Who Sets the Price?

Rapid rises in healthcare spending are no secret; the major contributors include pharmaceutical prices, biotechnological advances, and administrative expenses. But a group of 31 people might also wield more power than you might expect.

Photo by rawpixel on UnsplashIn 1992, the Centers for Medicare and Medicaid Services (CMS) began using the Resource-Based Relative Value Scale (RVS) to price each of the 100,000 medical services that health professionals perform. These quantities are given in terms of Relative Value Units (RVUs), which determine the amount that CMS will reimburse for a service under Medicare. As most commercial insurers base their reimbursement rates on Medicare’s, the RVS has become a primary determinant of healthcare costs.

Since 1992, CMS has annually entrusted the American Medical Association (AMA) to assign RVUs to each service. To conduct this process, the AMA coordinates the 31-member RVS Update Committee (RUC), with one physician representing each major medical specialty. Four of the 31 are rotating seats, periodically representing fields like cardiology or nephrology. 

Officially, the RUC is simply advisory, but CMS typically accepts over 80% of its recommendations. Therefore, the RUC often receives criticism for raising costs in physicians’ best interests and increasing reimbursements for specialists over primary care.

Is this criticism warranted? One researcher recently investigated the effect of rotating specialty representation on increased reimbursement for services relating to those specialties. From 1994 to 2013, she determined that more specialized services saw greater increases in RVUs and corresponding Medicare payments than less specialized services. For instance, if a gastroenterologist held a one-year rotating seat on the RUC, gastroenterologists would receive a $45 million increase in annual Medicare payments.

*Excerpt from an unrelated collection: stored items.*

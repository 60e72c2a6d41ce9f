//! Dashboard: Axum web server hosting the control panel.
//!
//! Serves a REST API for the panel, threshold inputs and loop toggles,
//! and a self-contained HTML page. CORS enabled for local development.

pub mod routes;

use anyhow::{Context, Result};
use axum::{
    http::{header, HeaderValue, Method},
    response::Html,
    routing::{get, post, put},
    Router,
};
use tower_http::cors::CorsLayer;
use tracing::{error, info};

use routes::AppState;

/// The embedded dashboard HTML (compiled into the binary).
const DASHBOARD_HTML: &str = include_str!("templates/index.html");

/// Bind the dashboard port and serve in a background task.
pub async fn spawn_dashboard(state: AppState, port: u16) -> Result<()> {
    let app = build_router(state);
    let addr = std::net::SocketAddr::from(([0, 0, 0, 0], port));

    let listener = tokio::net::TcpListener::bind(addr)
        .await
        .with_context(|| format!("Failed to bind dashboard port {port}"))?;
    info!(port, "Control panel on http://localhost:{port}");

    tokio::spawn(async move {
        if let Err(e) = axum::serve(listener, app).await {
            error!(error = %e, "Dashboard server error");
        }
    });

    Ok(())
}

/// Build the Axum router with all routes and middleware.
pub fn build_router(state: AppState) -> Router {
    let cors = CorsLayer::new()
        .allow_origin(HeaderValue::from_static("*"))
        .allow_methods([Method::GET, Method::POST, Method::PUT])
        .allow_headers([header::CONTENT_TYPE]);

    Router::new()
        .route("/api/panel", get(routes::get_panel))
        .route("/api/thresholds", put(routes::put_thresholds))
        .route("/api/toggle/:kind", post(routes::post_toggle))
        .route("/health", get(routes::health))
        .route("/", get(serve_dashboard))
        .layer(cors)
        .with_state(state)
}

/// Serve the embedded HTML dashboard.
async fn serve_dashboard() -> Html<&'static str> {
    Html(DASHBOARD_HTML)
}

// ---------------------------------------------------------------------------
// Tests
// ---------------------------------------------------------------------------
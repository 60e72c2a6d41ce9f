//! Scripted page for integration testing.
//!
//! Provides a deterministic `MarketPage` whose fields, controls and
//! control timing are set from test code, and which records every
//! write and click in order.

use anyhow::{anyhow, Result};
use async_trait::async_trait;
use std::collections::HashMap;
use std::sync::{Arc, Mutex};

use premium_trader::page::{MarketPage, PageSelectors};
use premium_trader::types::{Commodity, Element};

/// An action the agent performed on the page.
#[derive(Debug, Clone, PartialEq)]
pub enum PageAction {
    SetValue {
        selector: String,
        value: String,
    },
    Click { selector: String },
}

/// When a control becomes visible, and whether it is disabled.
#[derive(Debug, Clone)]
pub struct ControlScript {
    /// Number of queries that find nothing before the control shows up.
    pub hidden_for: u32,
    pub disabled: bool,
}

impl ControlScript {
    pub fn ready() -> Self {
        Self {
            hidden_for: 0,
            disabled: false,
        }
    }
}

#[derive(Default)]
struct Inner {
    texts: HashMap<String, String>,
    inputs: Vec<String>,
    controls: HashMap<String, ControlScript>,
    queries: HashMap<String, u32>,
    actions: Vec<PageAction>,
}

/// A scripted exchange page. All state is in-memory.
#[derive(Clone, Default)]
pub struct ScriptedPage {
    inner: Arc<Mutex<Inner>>,
}

impl ScriptedPage {
    /// A page showing the given (price, stock) per commodity, with every
    /// offer input present and the buy and confirm controls ready.
    pub fn market(rows: [(f64, f64); 3], capacity: f64, merchants: u64) -> Self {
        let page = Self::default();
        let s = PageSelectors::default();
        for (commodity, (price, stock)) in Commodity::ALL.into_iter().zip(rows) {
            page.set_text(&s.price_for(commodity), &price.to_string());
            page.set_text(&s.stock_for(commodity), &stock.to_string());
            page.inner.lock().unwrap().inputs.push(s.offer_input_for(commodity));
        }
        page.set_text(&s.capacity, &capacity.to_string());
        page.set_text(&s.merchants, &merchants.to_string());
        page.set_control(&s.compute_offer, ControlScript::ready());
        page.set_control(&s.confirm, ControlScript::ready());
        page
    }

    pub fn set_text(&self, selector: &str, value: &str) {
        self.inner.lock().unwrap().texts.insert(selector.to_string(), value.to_string());
    }

    pub fn remove_text(&self, selector: &str) {
        self.inner.lock().unwrap().texts.remove(selector);
    }

    pub fn set_control(&self, selector: &str, script: ControlScript) {
        self.inner.lock().unwrap().controls.insert(selector.to_string(), script);
    }

    pub fn remove_input(&self, selector: &str) {
        self.inner.lock().unwrap().inputs.retain(|s| s != selector);
    }

    pub fn queries(&self, selector: &str) -> u32 {
        self.inner.lock().unwrap().queries.get(selector).copied().unwrap_or(0)
    }

    pub fn actions(&self) -> Vec<PageAction> {
        self.inner.lock().unwrap().actions.clone()
    }

    pub fn clicks(&self, selector: &str) -> usize {
        self.actions()
            .iter()
            .filter(|a| matches!(a, PageAction::Click { selector: s } if s == selector))
            .count()
    }
}

#[async_trait]
impl MarketPage for ScriptedPage {
    async fn text(&self, selector: &str) -> Option<String> {
        self.inner.lock().unwrap().texts.get(selector).cloned()
    }

    async fn query(&self, selector: &str) -> Option<Element> {
        let mut inner = self.inner.lock().unwrap();
        let seen = {
            let count = inner.queries.entry(selector.to_string()).or_insert(0);
            *count += 1;
            *count
        };
        let script = inner.controls.get(selector)?;
        if seen <= script.hidden_for {
            return None;
        }
        Some(Element::new(selector, script.disabled))
    }

    async fn set_value(&self, selector: &str, value: &str) -> Result<()> {
        let mut inner = self.inner.lock().unwrap();
        if !inner.inputs.iter().any(|s| s == selector) {
            return Err(anyhow!("No input matches {selector}"));
        }
        inner.actions.push(PageAction::SetValue {
            selector: selector.to_string(),
            value: value.to_string(),
        });
        Ok(())
    }

    async fn click(&self, element: &Element) -> Result<()> {
        self.inner.lock().unwrap().actions.push(PageAction::Click {
            selector: element.selector.clone(),
        });
        Ok(())
    }
}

Should the RUC continue to set prices in healthcare? If so, perhaps we should consider reforming the RUC to (1) proportionally represent specialties and thereby increasing primary care representation, (2) eliminate the system of permanent and rotating seats, and (3) consider more and less specialized services separately in order to reduce disparities in the annual boost to reimbursement. Policymakers and advocates should remember the powerful influence of the RUC as we attempt to make healthcare in America more affordable.

This Policy Prescriptions® review is written by Rajadhar Reddy as part of our collaboration with the Health Policy Journal Club at Baylor College of Medicine where he is a medical student.

Abstract

BACKGROUND: The Resource-Based Relative Value Scale Update Committee (RUC) submits recommended reimbursement values for physician work (wRVUs) under Medicare Part B. The RUC includes rotating representatives from medical specialties.

OBJECTIVE: To identify changes in physician reimbursements associated with RUC rotating seat representation.

DATA SOURCES: Relative Value Scale Update Committee members 1994-2013; Medicare Part B Relative Value Scale 1994-2013; Physician/Supplier Procedure Summary Master File 2007; Part B National Summary Data File 2000-2011.

STUDY DESIGN: I match service and procedure codes to specialties using 2007 Medicare billing data. Subsequently, I model wRVUs as a function of RUC rotating committee representation and level of code specialization.

PRINCIPAL FINDINGS: An annual RUC rotating seat membership is associated with a statistically significant 3-5 percent increase in Medicare expenditures for codes billed to that specialty. For codes that are performed by a small number of physicians, the association between reimbursement and rotating subspecialty representation is positive, 0.177 (SE = 0.024). For codes that are performed by a large number of physicians, the association is negative, -0.183 (SE = 0.026).

CONCLUSIONS: Rotating representation on the RUC is correlated with overall reimbursement rates. The resulting differential changes may exacerbate existing reimbursement discrepancies between generalist and specialist practitioners.

PMID: 29633250

Gao, YN. Health Serv Res. 2018 Apr 6. e-pub.